Excerpts from a dataset
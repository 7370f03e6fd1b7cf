//! JWKS resolver for access and identity token keys.
//!
//! Fetches the project's JSON Web Key Set from the discovery endpoint and
//! caches the parsed RSA keys per URL with a fixed TTL.
//!
//! # Security
//!
//! - Only `kty = "RSA"` keys with decodable `n`/`e` enter a [`KeySet`];
//!   anything else is skipped with a warning
//! - A key set is immutable and replaced wholesale on refresh
//! - Keys are looked up by exact `kid`; there is no fallback key

use crate::errors::VerifyError;
use kobble_common::cache::TtlCache;
use kobble_common::http::{get_json_as, JsonHttpClient};
use kobble_common::jwt::decode_base64url;
use serde::Deserialize;
use std::collections::HashMap;
use std::sync::Arc;
use std::time::Duration;
use tracing::instrument;

/// JWKS cache TTL (15 minutes).
pub const JWKS_CACHE_TTL: Duration = Duration::from_secs(15 * 60);

/// Exponents wider than this cannot be represented and are rejected.
const MAX_EXPONENT_BYTES: usize = 8;

/// URL of the JWKS document for `project_id`.
#[must_use]
pub fn jwks_url(base_url: &str, project_id: &str) -> String {
    format!(
        "{}/discovery/p/{project_id}/apps/keys",
        base_url.trim_end_matches('/')
    )
}

/// JSON Web Key from the discovery endpoint.
#[derive(Debug, Clone, Deserialize)]
pub struct Jwk {
    /// Key ID - used to select the correct key for verification.
    /// Entries without one can never be selected and are skipped.
    #[serde(default)]
    pub kid: Option<String>,

    /// Key type (must be "RSA").
    #[serde(default)]
    pub kty: String,

    /// Key use (should be "sig" for signing).
    #[serde(default, rename = "use")]
    pub key_use: Option<String>,

    /// Algorithm hint, not used for selection.
    #[serde(default)]
    pub alg: Option<String>,

    /// Modulus (base64url).
    #[serde(default)]
    pub n: Option<String>,

    /// Public exponent (base64url, big-endian).
    #[serde(default)]
    pub e: Option<String>,
}

/// JWKS response from the discovery endpoint.
#[derive(Debug, Clone, Deserialize)]
pub struct JwksResponse {
    /// List of JSON Web Keys.
    pub keys: Vec<Jwk>,
}

/// RSA public key material in the form `ring` consumes: minimal big-endian
/// modulus and exponent.
#[derive(Debug, Clone, PartialEq, Eq)]
pub struct RsaVerificationKey {
    n: Vec<u8>,
    e: Vec<u8>,
}

impl RsaVerificationKey {
    /// Build a key from an RSA JWK.
    ///
    /// The exponent is zero-left-padded to 4 bytes and read as a big-endian
    /// integer; negative or zero exponents are rejected.
    ///
    /// # Errors
    ///
    /// Returns `VerifyError::UnknownSigningKey` if the JWK is not RSA or its
    /// `n`/`e` cannot be decoded.
    pub fn from_jwk(jwk: &Jwk) -> Result<Self, VerifyError> {
        if jwk.kty != "RSA" {
            return Err(VerifyError::UnknownSigningKey(format!(
                "unsupported key type: {}",
                jwk.kty
            )));
        }

        let n_b64 = jwk
            .n
            .as_deref()
            .ok_or_else(|| VerifyError::UnknownSigningKey("JWK missing n".to_string()))?;
        let e_b64 = jwk
            .e
            .as_deref()
            .ok_or_else(|| VerifyError::UnknownSigningKey("JWK missing e".to_string()))?;

        let n = decode_base64url(n_b64)
            .map_err(|e| VerifyError::UnknownSigningKey(format!("invalid modulus: {e}")))?;
        let e = decode_base64url(e_b64)
            .map_err(|e| VerifyError::UnknownSigningKey(format!("invalid exponent: {e}")))?;

        Ok(Self {
            n: strip_leading_zeros(&n).to_vec(),
            e: parse_exponent(&e)?,
        })
    }

    /// Big-endian modulus without leading zero bytes.
    #[must_use]
    pub fn modulus(&self) -> &[u8] {
        &self.n
    }

    /// Big-endian public exponent without leading zero bytes.
    #[must_use]
    pub fn exponent(&self) -> &[u8] {
        &self.e
    }
}

fn strip_leading_zeros(bytes: &[u8]) -> &[u8] {
    let start = bytes.iter().position(|b| *b != 0).unwrap_or(bytes.len());
    bytes.get(start..).unwrap_or_default()
}

/// Pad to at least 4 bytes, interpret as a signed 64-bit big-endian integer
/// and return its minimal big-endian encoding.
fn parse_exponent(raw: &[u8]) -> Result<Vec<u8>, VerifyError> {
    let invalid = || VerifyError::UnknownSigningKey("invalid public exponent".to_string());

    let significant = strip_leading_zeros(raw);
    if significant.len() > MAX_EXPONENT_BYTES {
        return Err(invalid());
    }

    let mut padded = [0u8; MAX_EXPONENT_BYTES];
    let offset = MAX_EXPONENT_BYTES - significant.len();
    padded
        .get_mut(offset..)
        .ok_or_else(invalid)?
        .copy_from_slice(significant);

    let value = i64::from_be_bytes(padded);
    if value <= 0 {
        return Err(invalid());
    }

    Ok(strip_leading_zeros(&value.to_be_bytes()).to_vec())
}

/// Immutable map from key id to RSA key.
#[derive(Debug, Clone, Default)]
pub struct KeySet {
    keys: HashMap<String, RsaVerificationKey>,
}

impl KeySet {
    /// Build a key set, skipping entries that are not usable RSA keys.
    #[must_use]
    pub fn from_jwks(jwks: &JwksResponse) -> Self {
        let keys = jwks
            .keys
            .iter()
            .filter_map(|jwk| {
                let Some(kid) = jwk.kid.as_deref() else {
                    tracing::warn!(target: "kobble.auth.jwks", kty = %jwk.kty, "Skipping JWK without kid");
                    return None;
                };
                match RsaVerificationKey::from_jwk(jwk) {
                    Ok(key) => Some((kid.to_string(), key)),
                    Err(e) => {
                        tracing::warn!(
                            target: "kobble.auth.jwks",
                            kid = %kid,
                            kty = %jwk.kty,
                            error = %e,
                            "Skipping unusable JWK"
                        );
                        None
                    }
                }
            })
            .collect();

        Self { keys }
    }

    /// Key by exact `kid`.
    #[must_use]
    pub fn get(&self, kid: &str) -> Option<&RsaVerificationKey> {
        self.keys.get(kid)
    }

    #[must_use]
    pub fn len(&self) -> usize {
        self.keys.len()
    }

    #[must_use]
    pub fn is_empty(&self) -> bool {
        self.keys.is_empty()
    }

    /// All key ids, unordered.
    pub fn kids(&self) -> impl Iterator<Item = &str> {
        self.keys.keys().map(String::as_str)
    }
}

/// Fetches and caches key sets per JWKS URL.
pub struct JwksResolver {
    http: Arc<dyn JsonHttpClient>,
    cache: TtlCache<String, Arc<KeySet>>,
    ttl: Duration,
}

impl JwksResolver {
    /// Create a resolver with the standard 15 minute TTL.
    pub fn new(http: Arc<dyn JsonHttpClient>) -> Self {
        Self::with_ttl(http, JWKS_CACHE_TTL)
    }

    /// Create a resolver with a custom TTL.
    pub fn with_ttl(http: Arc<dyn JsonHttpClient>, ttl: Duration) -> Self {
        Self {
            http,
            cache: TtlCache::with_default_ttl(ttl),
            ttl,
        }
    }

    #[must_use]
    pub fn ttl(&self) -> Duration {
        self.ttl
    }

    /// Get the key set for `url`, fetching it on a miss.
    ///
    /// # Errors
    ///
    /// Returns `VerifyError::UpstreamFetchFailed` if the document cannot be
    /// fetched or parsed.
    #[instrument(skip(self))]
    pub async fn resolve(&self, url: &str) -> Result<Arc<KeySet>, VerifyError> {
        if let Some(keys) = self.cache.get(&url.to_string()) {
            tracing::debug!(target: "kobble.auth.jwks", "JWKS cache hit");
            return Ok(keys);
        }

        self.force_refresh(url).await
    }

    /// Fetch the key set for `url` and replace the cached one.
    ///
    /// # Errors
    ///
    /// See [`Self::resolve`].
    #[instrument(skip(self))]
    pub async fn force_refresh(&self, url: &str) -> Result<Arc<KeySet>, VerifyError> {
        tracing::debug!(target: "kobble.auth.jwks", "Fetching JWKS");

        let jwks: JwksResponse = get_json_as(self.http.as_ref(), url).await.map_err(|e| {
            tracing::error!(target: "kobble.auth.jwks", error = %e, "Failed to fetch JWKS");
            VerifyError::UpstreamFetchFailed {
                context: "JWKS",
                source: e,
            }
        })?;

        let keys = Arc::new(KeySet::from_jwks(&jwks));

        tracing::info!(
            target: "kobble.auth.jwks",
            key_count = keys.len(),
            "JWKS cache refreshed"
        );

        self.cache.set(url.to_string(), Arc::clone(&keys), None);
        Ok(keys)
    }

    /// Drop every cached key set.
    pub fn clear(&self) {
        self.cache.clear();
    }
}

■ Directions
Reply with the number of lines in the entries that hold the word "invalid", and add no other words.

■ Response box
6